WHAT IS BEING ASKED: Go through the entries below and copy every line that holds the word "selectable".

EXTRACTED MATERIAL:

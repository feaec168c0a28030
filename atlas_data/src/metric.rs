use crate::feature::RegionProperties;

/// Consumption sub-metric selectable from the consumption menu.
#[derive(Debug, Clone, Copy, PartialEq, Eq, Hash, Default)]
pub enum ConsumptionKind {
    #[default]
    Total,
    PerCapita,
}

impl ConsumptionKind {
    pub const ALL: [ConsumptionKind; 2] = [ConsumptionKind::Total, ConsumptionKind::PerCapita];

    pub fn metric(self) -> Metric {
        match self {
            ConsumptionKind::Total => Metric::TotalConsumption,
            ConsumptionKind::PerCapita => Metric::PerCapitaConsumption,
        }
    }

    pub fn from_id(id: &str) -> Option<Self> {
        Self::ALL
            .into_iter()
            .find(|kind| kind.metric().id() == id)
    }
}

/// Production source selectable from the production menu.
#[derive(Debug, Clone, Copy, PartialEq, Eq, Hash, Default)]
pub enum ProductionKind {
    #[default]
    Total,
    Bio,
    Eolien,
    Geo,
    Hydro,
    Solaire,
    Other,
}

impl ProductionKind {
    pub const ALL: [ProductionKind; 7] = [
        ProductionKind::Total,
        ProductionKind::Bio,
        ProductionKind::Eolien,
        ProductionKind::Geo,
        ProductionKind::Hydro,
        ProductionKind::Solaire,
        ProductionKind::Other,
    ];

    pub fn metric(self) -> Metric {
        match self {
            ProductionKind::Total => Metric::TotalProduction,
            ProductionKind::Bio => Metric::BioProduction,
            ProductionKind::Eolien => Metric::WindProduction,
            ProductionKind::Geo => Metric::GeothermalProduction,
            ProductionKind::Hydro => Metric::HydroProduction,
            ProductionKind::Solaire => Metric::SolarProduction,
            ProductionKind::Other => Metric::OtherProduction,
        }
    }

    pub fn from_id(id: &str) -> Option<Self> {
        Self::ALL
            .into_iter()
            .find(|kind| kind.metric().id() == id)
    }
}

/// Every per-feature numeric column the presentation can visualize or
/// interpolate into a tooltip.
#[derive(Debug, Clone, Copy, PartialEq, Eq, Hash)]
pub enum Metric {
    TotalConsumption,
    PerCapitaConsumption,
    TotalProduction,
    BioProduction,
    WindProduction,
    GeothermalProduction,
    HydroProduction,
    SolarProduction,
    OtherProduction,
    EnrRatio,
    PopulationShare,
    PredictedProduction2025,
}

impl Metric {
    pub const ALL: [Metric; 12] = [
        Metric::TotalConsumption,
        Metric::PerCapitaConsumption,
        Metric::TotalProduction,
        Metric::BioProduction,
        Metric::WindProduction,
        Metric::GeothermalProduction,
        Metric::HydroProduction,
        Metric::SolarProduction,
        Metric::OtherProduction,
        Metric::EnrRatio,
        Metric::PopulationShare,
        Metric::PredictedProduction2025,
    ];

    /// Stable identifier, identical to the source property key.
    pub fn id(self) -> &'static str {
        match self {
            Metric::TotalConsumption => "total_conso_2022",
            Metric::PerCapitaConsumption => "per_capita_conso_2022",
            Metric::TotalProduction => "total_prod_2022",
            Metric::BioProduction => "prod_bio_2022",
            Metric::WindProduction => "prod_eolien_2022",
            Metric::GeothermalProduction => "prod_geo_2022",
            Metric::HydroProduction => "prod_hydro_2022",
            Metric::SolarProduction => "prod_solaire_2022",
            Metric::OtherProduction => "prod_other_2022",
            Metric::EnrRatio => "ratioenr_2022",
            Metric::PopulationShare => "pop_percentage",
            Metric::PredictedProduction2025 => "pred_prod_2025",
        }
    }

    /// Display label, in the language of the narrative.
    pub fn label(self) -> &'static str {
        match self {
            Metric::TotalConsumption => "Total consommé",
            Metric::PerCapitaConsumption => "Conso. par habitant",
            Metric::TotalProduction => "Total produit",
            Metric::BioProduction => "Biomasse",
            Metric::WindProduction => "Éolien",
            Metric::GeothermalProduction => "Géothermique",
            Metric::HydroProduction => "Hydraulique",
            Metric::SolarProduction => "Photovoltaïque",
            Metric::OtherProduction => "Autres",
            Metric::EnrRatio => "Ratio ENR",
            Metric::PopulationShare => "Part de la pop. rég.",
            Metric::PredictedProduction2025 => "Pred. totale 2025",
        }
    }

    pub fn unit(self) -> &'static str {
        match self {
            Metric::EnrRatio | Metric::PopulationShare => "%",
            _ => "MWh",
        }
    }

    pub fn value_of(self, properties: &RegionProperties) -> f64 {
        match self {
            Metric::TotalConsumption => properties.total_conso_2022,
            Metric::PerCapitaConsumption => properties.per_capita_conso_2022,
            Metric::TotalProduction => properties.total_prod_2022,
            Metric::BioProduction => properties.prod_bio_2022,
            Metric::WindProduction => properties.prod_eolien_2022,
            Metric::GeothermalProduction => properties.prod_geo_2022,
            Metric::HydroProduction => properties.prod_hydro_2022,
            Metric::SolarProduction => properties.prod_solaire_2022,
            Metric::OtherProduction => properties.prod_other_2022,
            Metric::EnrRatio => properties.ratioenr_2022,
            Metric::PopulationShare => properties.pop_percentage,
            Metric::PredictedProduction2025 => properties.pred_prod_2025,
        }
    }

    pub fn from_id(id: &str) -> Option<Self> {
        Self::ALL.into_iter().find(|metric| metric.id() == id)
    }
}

OUTPUT FOR THIS TASK:
/// Consumption sub-metric selectable from the consumption menu.
/// Production source selectable from the production menu.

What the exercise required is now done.